Problem statement> Copy all lines in the data that contain the string "DashboardResponse".

(Collected data entries)
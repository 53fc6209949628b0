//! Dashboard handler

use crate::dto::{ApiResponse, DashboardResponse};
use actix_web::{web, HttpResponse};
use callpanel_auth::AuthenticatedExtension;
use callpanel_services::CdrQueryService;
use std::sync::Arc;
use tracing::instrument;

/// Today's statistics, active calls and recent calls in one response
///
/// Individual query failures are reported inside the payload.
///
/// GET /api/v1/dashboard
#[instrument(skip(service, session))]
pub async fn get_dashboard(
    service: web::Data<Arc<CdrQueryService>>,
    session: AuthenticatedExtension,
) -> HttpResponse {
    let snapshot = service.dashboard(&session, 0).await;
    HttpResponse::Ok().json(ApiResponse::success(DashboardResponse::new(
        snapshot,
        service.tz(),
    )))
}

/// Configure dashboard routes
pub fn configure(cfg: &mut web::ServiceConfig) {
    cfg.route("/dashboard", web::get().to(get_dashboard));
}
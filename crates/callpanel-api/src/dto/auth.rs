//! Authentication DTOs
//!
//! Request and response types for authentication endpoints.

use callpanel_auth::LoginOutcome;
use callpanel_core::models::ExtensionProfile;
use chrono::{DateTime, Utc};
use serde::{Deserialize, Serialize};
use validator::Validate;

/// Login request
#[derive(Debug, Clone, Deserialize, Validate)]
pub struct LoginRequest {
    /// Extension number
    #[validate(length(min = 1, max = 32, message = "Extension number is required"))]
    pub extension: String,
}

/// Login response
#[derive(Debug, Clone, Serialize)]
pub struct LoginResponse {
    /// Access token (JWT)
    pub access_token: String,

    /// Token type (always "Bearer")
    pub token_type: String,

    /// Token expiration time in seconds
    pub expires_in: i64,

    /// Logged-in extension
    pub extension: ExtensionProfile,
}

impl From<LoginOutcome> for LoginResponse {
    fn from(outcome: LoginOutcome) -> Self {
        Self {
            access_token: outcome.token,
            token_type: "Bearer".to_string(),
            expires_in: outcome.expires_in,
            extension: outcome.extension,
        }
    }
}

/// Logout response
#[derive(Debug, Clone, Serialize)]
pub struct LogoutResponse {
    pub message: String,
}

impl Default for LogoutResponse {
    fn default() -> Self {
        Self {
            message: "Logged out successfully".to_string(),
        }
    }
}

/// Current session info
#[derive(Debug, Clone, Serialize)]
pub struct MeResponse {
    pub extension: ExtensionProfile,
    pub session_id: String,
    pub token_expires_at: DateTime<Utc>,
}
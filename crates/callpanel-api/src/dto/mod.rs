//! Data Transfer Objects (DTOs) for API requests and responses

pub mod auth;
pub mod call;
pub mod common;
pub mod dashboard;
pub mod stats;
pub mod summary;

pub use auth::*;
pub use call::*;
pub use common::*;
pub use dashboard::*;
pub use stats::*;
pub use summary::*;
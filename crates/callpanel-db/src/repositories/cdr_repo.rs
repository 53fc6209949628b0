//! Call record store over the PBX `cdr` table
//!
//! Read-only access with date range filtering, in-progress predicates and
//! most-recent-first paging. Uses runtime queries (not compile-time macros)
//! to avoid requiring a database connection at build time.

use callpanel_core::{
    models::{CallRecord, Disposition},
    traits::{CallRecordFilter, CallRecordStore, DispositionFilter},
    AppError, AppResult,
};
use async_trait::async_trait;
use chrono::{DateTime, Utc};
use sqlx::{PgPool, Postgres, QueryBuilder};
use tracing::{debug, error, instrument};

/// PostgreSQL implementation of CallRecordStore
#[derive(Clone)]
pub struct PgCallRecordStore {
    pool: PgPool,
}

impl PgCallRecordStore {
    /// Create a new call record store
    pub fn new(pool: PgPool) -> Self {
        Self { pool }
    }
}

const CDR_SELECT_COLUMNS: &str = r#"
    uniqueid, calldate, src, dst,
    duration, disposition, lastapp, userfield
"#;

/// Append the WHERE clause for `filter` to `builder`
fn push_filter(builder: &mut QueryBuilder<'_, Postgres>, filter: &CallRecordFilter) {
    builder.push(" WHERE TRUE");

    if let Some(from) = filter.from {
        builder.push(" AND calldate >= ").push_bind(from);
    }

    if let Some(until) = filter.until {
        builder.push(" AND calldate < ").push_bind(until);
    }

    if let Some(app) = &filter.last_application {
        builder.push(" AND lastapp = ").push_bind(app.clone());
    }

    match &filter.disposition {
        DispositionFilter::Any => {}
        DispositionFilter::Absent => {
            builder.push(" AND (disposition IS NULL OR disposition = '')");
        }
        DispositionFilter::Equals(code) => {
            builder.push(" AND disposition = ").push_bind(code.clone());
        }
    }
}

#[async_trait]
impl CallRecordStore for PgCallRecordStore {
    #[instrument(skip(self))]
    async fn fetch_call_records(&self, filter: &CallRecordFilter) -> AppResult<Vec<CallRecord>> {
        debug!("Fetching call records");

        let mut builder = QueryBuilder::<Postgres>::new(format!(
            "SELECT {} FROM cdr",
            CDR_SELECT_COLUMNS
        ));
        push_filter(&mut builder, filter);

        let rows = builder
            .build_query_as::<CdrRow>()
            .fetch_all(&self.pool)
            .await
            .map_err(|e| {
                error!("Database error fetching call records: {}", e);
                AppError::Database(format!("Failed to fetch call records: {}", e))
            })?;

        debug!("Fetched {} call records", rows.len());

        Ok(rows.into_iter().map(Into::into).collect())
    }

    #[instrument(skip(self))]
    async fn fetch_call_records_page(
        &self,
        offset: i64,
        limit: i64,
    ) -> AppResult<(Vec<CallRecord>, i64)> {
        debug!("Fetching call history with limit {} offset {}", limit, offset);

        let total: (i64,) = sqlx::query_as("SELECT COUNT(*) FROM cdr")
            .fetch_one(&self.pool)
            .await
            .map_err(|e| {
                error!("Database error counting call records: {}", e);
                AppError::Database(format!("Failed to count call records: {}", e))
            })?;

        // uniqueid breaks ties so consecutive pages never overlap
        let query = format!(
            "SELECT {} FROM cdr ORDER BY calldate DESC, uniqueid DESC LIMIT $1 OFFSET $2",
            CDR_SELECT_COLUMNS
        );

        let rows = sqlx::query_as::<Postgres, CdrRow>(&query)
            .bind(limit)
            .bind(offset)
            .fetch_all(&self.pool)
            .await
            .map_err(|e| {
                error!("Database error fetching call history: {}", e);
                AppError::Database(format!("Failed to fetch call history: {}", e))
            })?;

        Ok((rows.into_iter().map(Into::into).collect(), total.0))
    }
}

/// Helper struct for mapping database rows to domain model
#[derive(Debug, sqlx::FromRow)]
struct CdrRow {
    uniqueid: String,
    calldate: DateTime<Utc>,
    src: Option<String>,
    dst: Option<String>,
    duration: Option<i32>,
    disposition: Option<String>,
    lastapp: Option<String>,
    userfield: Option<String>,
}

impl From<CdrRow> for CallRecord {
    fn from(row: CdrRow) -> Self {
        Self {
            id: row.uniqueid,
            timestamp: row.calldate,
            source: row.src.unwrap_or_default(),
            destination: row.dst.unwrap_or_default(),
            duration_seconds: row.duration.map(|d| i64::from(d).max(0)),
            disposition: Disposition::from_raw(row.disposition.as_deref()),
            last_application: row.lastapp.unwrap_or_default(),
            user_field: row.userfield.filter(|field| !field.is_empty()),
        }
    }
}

Result>
use crate::dto::{ApiResponse, DashboardResponse};
    HttpResponse::Ok().json(ApiResponse::success(DashboardResponse::new(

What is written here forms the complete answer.